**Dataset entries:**
※

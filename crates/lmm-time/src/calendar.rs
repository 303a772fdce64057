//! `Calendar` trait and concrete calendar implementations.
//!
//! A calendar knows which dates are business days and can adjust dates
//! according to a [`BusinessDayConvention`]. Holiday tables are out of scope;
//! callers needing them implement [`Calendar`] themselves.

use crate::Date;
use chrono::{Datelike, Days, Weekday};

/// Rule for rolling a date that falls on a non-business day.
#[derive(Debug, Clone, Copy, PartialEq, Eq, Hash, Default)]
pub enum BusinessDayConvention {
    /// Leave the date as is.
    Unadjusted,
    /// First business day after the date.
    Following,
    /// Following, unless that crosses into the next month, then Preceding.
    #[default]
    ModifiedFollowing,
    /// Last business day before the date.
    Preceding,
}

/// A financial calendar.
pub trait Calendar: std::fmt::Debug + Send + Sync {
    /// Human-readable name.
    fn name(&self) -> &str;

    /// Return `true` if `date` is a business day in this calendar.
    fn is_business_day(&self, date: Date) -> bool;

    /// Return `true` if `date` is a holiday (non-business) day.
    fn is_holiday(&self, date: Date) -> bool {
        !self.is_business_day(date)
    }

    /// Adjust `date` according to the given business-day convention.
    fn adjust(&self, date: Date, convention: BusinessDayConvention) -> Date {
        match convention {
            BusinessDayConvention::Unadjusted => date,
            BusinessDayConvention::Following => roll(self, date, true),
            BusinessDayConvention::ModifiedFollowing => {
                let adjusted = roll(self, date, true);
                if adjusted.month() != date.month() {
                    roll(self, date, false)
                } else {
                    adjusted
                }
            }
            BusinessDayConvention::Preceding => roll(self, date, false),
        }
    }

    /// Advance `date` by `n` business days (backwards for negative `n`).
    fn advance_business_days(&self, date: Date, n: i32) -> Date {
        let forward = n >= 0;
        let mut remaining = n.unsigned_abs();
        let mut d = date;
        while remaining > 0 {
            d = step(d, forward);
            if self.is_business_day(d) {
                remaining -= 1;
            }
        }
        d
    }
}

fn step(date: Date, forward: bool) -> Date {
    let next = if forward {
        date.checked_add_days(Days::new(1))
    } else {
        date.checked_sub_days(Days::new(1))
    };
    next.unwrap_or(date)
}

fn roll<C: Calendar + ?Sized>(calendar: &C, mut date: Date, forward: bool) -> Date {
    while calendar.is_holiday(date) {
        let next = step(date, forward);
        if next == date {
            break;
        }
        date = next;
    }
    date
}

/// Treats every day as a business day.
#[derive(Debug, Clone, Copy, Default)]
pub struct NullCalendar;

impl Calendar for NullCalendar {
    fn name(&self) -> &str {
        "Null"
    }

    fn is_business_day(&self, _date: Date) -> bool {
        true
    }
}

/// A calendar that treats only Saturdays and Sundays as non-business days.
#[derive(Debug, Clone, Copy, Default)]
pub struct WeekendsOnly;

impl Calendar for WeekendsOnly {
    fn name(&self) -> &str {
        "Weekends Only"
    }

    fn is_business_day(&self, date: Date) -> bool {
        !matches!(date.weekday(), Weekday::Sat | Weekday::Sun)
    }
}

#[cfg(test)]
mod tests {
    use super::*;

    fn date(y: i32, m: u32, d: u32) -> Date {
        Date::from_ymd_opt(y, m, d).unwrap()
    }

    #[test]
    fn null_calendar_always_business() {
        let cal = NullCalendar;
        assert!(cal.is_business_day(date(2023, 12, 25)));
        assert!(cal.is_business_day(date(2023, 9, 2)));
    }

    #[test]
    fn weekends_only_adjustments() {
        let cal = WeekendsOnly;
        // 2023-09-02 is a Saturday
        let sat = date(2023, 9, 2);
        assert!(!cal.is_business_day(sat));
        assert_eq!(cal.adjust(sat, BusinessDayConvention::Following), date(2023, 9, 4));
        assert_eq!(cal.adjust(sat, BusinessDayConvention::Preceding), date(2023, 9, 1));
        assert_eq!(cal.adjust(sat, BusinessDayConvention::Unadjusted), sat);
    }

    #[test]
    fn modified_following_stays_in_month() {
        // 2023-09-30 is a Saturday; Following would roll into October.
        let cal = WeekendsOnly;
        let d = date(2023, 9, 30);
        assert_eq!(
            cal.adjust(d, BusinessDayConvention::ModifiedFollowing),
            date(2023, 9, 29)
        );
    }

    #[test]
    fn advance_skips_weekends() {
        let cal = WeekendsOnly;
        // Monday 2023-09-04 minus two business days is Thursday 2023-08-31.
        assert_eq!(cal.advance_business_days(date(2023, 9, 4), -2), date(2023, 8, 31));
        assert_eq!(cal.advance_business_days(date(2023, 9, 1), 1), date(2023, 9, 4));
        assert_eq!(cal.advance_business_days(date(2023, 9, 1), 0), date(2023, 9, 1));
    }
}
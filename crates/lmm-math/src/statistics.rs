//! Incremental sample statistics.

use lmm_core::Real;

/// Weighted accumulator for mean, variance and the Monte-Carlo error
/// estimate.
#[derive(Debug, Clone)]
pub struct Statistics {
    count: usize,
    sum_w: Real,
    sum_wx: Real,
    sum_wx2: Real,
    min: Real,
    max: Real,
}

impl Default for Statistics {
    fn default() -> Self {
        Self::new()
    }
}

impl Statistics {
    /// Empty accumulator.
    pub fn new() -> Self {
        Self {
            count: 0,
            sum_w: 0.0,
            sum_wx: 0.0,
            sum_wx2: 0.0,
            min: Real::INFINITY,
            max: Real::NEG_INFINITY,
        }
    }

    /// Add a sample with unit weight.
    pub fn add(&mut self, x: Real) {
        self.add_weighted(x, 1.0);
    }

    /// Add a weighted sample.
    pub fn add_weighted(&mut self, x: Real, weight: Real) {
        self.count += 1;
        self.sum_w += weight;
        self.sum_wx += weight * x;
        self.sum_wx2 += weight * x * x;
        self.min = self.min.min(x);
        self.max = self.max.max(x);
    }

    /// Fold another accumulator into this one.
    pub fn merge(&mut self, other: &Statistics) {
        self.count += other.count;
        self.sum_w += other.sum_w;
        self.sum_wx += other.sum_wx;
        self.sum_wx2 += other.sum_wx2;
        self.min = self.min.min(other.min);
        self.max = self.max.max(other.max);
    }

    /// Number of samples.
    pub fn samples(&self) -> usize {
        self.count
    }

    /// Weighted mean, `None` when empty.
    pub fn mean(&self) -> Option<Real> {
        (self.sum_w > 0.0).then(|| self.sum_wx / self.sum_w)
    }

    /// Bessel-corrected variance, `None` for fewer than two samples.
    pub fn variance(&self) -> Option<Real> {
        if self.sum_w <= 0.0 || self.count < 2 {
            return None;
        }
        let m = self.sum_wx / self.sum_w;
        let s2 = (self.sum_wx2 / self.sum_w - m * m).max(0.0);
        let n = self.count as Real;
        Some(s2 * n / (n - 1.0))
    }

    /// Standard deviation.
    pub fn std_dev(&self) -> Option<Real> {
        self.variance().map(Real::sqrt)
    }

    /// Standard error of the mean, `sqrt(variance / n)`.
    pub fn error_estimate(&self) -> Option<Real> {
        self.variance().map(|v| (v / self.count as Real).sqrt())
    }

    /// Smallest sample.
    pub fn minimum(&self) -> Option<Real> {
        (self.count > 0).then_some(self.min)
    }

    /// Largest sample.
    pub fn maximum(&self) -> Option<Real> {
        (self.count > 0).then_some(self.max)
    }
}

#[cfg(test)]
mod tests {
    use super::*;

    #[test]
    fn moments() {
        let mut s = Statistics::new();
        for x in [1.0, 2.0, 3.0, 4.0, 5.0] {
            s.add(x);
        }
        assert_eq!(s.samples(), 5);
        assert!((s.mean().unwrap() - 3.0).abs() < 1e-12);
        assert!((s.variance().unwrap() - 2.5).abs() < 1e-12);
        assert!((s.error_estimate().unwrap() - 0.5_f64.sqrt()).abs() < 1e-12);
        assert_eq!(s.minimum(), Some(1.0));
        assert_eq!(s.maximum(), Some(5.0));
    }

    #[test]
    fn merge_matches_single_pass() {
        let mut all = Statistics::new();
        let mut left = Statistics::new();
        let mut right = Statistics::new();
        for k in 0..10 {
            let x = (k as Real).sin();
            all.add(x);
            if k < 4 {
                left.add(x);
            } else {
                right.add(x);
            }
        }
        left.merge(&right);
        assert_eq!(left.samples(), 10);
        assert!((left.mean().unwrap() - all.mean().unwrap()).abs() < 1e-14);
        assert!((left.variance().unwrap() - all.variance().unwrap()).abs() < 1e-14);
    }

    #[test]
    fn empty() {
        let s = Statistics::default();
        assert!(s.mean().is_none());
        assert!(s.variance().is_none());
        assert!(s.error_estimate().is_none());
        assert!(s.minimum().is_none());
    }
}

※

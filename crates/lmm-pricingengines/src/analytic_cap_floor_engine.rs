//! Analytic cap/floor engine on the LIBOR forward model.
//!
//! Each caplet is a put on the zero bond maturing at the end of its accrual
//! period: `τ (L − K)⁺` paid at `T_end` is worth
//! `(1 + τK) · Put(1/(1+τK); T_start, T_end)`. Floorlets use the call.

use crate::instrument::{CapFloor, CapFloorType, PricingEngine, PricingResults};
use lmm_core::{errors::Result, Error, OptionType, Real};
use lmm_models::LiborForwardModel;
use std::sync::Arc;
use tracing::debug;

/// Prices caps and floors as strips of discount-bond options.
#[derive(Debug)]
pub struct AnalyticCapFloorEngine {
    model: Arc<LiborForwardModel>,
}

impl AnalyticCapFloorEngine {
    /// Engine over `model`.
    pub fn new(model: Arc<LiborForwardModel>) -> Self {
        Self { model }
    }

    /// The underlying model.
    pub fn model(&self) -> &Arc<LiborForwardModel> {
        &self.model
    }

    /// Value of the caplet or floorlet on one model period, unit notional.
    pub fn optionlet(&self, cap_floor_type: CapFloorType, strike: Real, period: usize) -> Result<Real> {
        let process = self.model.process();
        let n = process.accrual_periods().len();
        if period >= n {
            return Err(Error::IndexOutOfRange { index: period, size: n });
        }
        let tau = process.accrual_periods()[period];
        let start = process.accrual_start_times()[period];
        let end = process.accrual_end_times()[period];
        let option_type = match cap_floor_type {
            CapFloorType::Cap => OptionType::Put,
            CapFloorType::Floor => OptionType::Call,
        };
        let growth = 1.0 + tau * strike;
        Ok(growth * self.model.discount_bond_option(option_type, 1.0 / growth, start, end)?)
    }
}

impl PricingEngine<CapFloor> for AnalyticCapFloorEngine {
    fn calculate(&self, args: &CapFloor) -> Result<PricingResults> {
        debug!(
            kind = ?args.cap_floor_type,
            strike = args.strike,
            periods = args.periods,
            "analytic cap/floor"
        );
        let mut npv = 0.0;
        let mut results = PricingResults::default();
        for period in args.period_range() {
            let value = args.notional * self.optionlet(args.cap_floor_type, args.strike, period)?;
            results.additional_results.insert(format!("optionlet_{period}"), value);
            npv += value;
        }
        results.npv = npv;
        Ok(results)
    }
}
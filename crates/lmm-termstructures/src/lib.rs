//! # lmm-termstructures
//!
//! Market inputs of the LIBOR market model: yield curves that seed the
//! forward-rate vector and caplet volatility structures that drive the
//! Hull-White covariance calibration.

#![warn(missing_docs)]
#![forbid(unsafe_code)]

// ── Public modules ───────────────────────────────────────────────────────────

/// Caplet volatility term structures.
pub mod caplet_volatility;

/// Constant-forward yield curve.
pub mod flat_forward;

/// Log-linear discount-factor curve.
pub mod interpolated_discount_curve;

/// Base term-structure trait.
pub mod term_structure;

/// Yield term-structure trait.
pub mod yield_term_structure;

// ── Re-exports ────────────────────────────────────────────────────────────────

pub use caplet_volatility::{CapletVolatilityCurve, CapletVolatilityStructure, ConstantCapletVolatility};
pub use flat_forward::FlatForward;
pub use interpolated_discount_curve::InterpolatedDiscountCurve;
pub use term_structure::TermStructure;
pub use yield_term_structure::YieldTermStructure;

※

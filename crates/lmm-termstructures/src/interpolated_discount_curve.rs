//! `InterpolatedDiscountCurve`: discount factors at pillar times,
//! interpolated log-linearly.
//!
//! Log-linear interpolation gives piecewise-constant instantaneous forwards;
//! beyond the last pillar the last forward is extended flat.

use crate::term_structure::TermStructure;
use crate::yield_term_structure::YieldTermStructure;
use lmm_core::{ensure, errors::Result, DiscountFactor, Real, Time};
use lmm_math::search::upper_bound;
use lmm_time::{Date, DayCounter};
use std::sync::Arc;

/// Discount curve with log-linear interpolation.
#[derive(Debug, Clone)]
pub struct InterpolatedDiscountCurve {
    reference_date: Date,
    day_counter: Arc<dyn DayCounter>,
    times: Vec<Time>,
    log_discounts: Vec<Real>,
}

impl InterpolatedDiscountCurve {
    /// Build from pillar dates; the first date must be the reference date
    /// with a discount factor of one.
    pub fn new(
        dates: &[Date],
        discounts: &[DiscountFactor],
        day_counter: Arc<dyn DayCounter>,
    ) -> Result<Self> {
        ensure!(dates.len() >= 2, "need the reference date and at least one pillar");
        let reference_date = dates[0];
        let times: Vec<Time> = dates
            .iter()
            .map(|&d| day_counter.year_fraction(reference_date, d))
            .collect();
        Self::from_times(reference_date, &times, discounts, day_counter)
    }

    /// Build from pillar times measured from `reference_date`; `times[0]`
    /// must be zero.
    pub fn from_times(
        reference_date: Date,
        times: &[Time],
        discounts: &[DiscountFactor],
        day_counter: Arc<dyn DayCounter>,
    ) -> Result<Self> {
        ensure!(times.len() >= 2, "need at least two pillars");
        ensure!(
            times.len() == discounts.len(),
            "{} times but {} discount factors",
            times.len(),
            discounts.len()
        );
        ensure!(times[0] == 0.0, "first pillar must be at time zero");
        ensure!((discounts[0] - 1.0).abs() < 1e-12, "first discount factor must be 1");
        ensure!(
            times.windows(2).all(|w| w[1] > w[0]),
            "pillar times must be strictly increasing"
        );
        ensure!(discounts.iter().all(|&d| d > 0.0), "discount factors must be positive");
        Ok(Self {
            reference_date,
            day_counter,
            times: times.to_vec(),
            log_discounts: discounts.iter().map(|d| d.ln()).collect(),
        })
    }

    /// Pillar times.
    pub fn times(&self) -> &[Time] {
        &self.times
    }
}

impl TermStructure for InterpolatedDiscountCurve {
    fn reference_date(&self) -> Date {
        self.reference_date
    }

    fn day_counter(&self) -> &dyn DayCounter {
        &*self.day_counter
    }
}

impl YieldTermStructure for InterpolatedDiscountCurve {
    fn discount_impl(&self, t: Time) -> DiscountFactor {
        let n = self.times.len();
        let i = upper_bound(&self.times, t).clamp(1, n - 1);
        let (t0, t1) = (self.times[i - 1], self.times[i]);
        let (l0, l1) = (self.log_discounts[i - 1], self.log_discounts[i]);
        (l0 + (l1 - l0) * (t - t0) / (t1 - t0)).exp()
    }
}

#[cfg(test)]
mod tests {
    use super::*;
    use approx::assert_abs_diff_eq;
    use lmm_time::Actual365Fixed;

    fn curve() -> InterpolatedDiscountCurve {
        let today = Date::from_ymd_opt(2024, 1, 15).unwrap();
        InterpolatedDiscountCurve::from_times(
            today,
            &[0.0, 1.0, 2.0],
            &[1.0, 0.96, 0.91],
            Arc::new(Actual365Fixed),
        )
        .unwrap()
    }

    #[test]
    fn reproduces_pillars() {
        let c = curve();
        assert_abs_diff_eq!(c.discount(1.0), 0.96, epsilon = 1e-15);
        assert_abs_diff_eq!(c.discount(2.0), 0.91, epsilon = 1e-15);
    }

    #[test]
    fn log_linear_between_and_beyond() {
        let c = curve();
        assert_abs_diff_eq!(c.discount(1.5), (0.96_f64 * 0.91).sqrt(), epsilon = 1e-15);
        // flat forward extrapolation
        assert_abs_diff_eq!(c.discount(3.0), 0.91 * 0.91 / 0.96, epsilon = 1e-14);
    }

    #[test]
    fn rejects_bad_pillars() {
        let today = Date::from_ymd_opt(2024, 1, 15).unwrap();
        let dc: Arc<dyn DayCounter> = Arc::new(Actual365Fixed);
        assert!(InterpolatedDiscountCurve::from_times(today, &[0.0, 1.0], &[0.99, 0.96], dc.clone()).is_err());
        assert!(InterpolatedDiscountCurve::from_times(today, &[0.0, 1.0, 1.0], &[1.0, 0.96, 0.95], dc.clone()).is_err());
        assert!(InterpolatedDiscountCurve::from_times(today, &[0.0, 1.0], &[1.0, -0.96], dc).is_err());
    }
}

※

**Task goal:** Please, from the entries above, set down exactly the lines from the one containing "filename crates/lmm-time/src/calendar.rs" through the one containing "out of scope;", and only those.

**Exercise answer:**
filename crates/lmm-time/src/calendar.rs
repository 303a772fdce64057
//! `Calendar` trait and concrete calendar implementations.
//!
//! A calendar knows which dates are business days and can adjust dates
//! according to a [`BusinessDayConvention`]. Holiday tables are out of scope;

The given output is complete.